The sustained overexpression of these biologically active molecules is believed to contribute to the progression of heart failure by virtue of the deleterious effects they exert on the heart and the circulation. Indeed, this insight forms the clinical rationale for using pharmacologic agents that antagonize these systems (e.g., angiotensin-converting enzyme [ACE] inhibitors and beta blockers) in treating patients with heart failure.

 

In addition to the increase in LV end-diastolic volume, LV wall thinning occurs as the left ventricle begins to dilate. The increase in wall thinning, along with the increase in afterload created by LV dilation, leads to a functional afterload mismatch that may contribute further to a decrease in stroke volume.
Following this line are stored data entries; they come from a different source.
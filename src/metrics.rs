//! Metric normalisation and narration helpers used by the runner.

use serde_json::Value;

use crate::collab::TradeEvent;
use crate::state_machine::Metrics;

/// Metrics reported as fractions that are recorded as percentages.
pub const PERCENTAGE_FIELDS: &[&str] = &["totalReturn", "annualReturn", "maxDrawdown", "winRate"];

/// How many trailing trades are summarised for the suggester.
pub const RECENT_TRADES: usize = 30;

/// Converts fractional metrics (0.5) to percentages (50), rounded to 2 decimals.
pub fn to_percentage(metrics: &Metrics) -> Metrics {
    let mut converted = metrics.clone();
    for field in PERCENTAGE_FIELDS {
        if let Some(v) = converted.get_mut(*field) {
            *v = (*v * 100.0 * 100.0).round() / 100.0;
        }
    }
    converted
}

/// Value of `metric`, with absent or NaN treated as the lowest possible value.
pub fn metric_value(metrics: &Metrics, metric: &str) -> f64 {
    match metrics.get(metric) {
        Some(v) if !v.is_nan() => *v,
        _ => f64::NEG_INFINITY,
    }
}

/// Whether `candidate` strictly beats `best` on `metric`.
pub fn beats(candidate: &Metrics, best: Option<&Metrics>, metric: &str) -> bool {
    let best = best.map_or(f64::NEG_INFINITY, |m| metric_value(m, metric));
    metric_value(candidate, metric) > best
}

/// Human-readable metric value, `n/a` when missing.
pub fn display_value(metrics: Option<&Metrics>, metric: &str) -> String {
    match metrics.and_then(|m| m.get(metric)) {
        Some(v) => format!("{v}"),
        None => "n/a".to_string(),
    }
}

fn action_label(kind: &str) -> &str {
    if kind.contains("close_long") {
        "Close Long"
    } else if kind.contains("close_short") {
        "Close Short"
    } else if kind.contains("open_long") {
        "Open Long"
    } else if kind.contains("open_short") {
        "Open Short"
    } else if kind.contains("liquidation") {
        "LIQUIDATION"
    } else {
        kind
    }
}

/// Summary of the last [`RECENT_TRADES`] trades, one line per trade.
pub fn summarize_trades(trades: &[TradeEvent]) -> String {
    if trades.is_empty() {
        return "No trades executed.".to_string();
    }
    let start = trades.len().saturating_sub(RECENT_TRADES);
    trades[start..]
        .iter()
        .map(|t| {
            format!(
                "{} {}: Price={}, Amt={}, Profit={}",
                t.time,
                action_label(&t.kind),
                t.price,
                t.amount,
                t.profit
            )
        })
        .collect::<Vec<_>>()
        .join("\n")
}

pub fn format_trade(index: usize, t: &TradeEvent) -> String {
    format!(
        "Trade #{}: {} @ {} | Price: {} | Amt: {} | Profit: {} | Bal: {}",
        index + 1,
        t.kind,
        t.time,
        t.price,
        t.amount,
        t.profit,
        t.balance
    )
}

/// One-line synopsis of the evaluator's market context, if it carries a trend.
pub fn market_synopsis(context: &Value) -> Option<String> {
    let obj = context.as_object().filter(|o| !o.is_empty())?;
    let trend = obj.get("trend").and_then(Value::as_str).unwrap_or("Unknown");
    let vol = obj
        .get("volatility_std")
        .and_then(Value::as_f64)
        .unwrap_or(0.0);
    Some(format!("Market Analysis: {trend} Trend, Volatility: {vol:.2}%"))
}
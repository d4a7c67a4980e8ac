#![allow(dead_code)]

use std::path::Path;
use std::sync::Arc;

use oxide_sql_ql::{Dialect, QlDialect};
use sqlx::sqlite::{SqliteConnectOptions, SqlitePool, SqlitePoolOptions};

/// Views exposing SQLite's schema under ql's system table names.
pub const CATALOG_VIEWS: &[&str] = &[
    "CREATE VIEW IF NOT EXISTS __Table AS
        SELECT name AS Name FROM sqlite_master WHERE type = 'table'",
    "CREATE VIEW IF NOT EXISTS __Index AS
        SELECT name AS Name, tbl_name AS TableName FROM sqlite_master WHERE type = 'index'",
    "CREATE VIEW IF NOT EXISTS __Column AS
        SELECT p.name AS Name, m.name AS TableName
        FROM sqlite_master AS m JOIN pragma_table_info(m.name) AS p
        WHERE m.type = 'table'",
];

pub const MIGRATION: &[&str] = &[
    "CREATE TABLE Orders (CustomerID INTEGER, Date TEXT)",
    "CREATE INDEX OrdersID ON Orders (CustomerID)",
    "CREATE INDEX OrdersDate ON Orders (Date)",
    "CREATE TABLE Items (OrderID INTEGER, ProductID INTEGER, Qty INTEGER)",
    "CREATE INDEX ItemsOrderID ON Items (OrderID)",
];

pub async fn run(pool: &SqlitePool, statements: &[&str]) {
    for sql in statements {
        sqlx::query(sql)
            .execute(pool)
            .await
            .unwrap_or_else(|e| panic!("Failed to execute: {sql}\nError: {e}"));
    }
}

pub async fn memory_pool() -> SqlitePool {
    SqlitePoolOptions::new()
        .max_connections(1)
        .connect(":memory:")
        .await
        .expect("Failed to create in-memory SQLite pool")
}

pub async fn file_pool(path: &Path) -> SqlitePool {
    let options = SqliteConnectOptions::new()
        .filename(path)
        .create_if_missing(true);
    SqlitePoolOptions::new()
        .max_connections(1)
        .connect_with(options)
        .await
        .expect("Failed to open SQLite file pool")
}

/// Creates the catalog views and the `Orders`/`Items` schema.
pub async fn migrate(pool: &SqlitePool) {
    run(pool, CATALOG_VIEWS).await;
    run(pool, MIGRATION).await;
}

pub fn attach(mut dialect: QlDialect, pool: &SqlitePool) -> QlDialect {
    dialect.set_db(Arc::new(pool.clone()));
    dialect
}
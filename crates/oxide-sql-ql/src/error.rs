//! Error types for dialect operations.

use thiserror::Error;

use crate::field::FieldKind;

/// Errors returned by dialect operations.
#[derive(Debug, Error)]
pub enum DialectError {
    /// The field's kind has no column type in this dialect.
    #[error("invalid sql type {type_name} ({kind}) for {dialect}")]
    UnsupportedType {
        /// Declared name of the field's type.
        type_name: String,
        /// Semantic kind of the field.
        kind: FieldKind,
        /// Name of the dialect that rejected it.
        dialect: &'static str,
    },

    /// A database operation was requested before a handle was attached.
    #[error("no database handle attached to dialect '{0}'")]
    NoHandle(&'static str),

    /// Error reported by the underlying database handle.
    #[error(transparent)]
    Database(#[from] sqlx::Error),

    /// No dialect is registered under the given name.
    #[error("unknown dialect: {0}")]
    UnknownDialect(String),
}

/// Result type alias for dialect operations.
pub type Result<T> = std::result::Result<T, DialectError>;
Moreover, the high end-diastolic wall stress might be expected to lead to

(1) hypoperfusion of the subendocardium, with resultant worsening of LV function;

(2) increased oxidative stress, with the resultant activation of families of genes that are sensitive to free radical generation (e.g., TNF and interleukin 1β); and

(3) sustained expression of stretch-activated genes (angiotensin II, endothelin, and TNF) and/or stretch activation of hypertrophic signaling pathways.

 

Increasing LV dilation also results in tethering of the papillary muscles with resulting incompetence of the mitral valve apparatus and functional mitral regurgitation, which in turn leads to further hemodynamic overloading of the ventricle. Taken together, the mechanical burdens that are engendered by LV remodeling contribute to the progression of heart failure.

 

Recent studies have shown that LV remodeling can be reversed following medical and device therapy and that reverse LV remodeling is associated with improved clinical outcomes in patients with heart failurer. Indeed, one of the goals of therapy for heart failure is to prevent and/or reverse LV remodeling.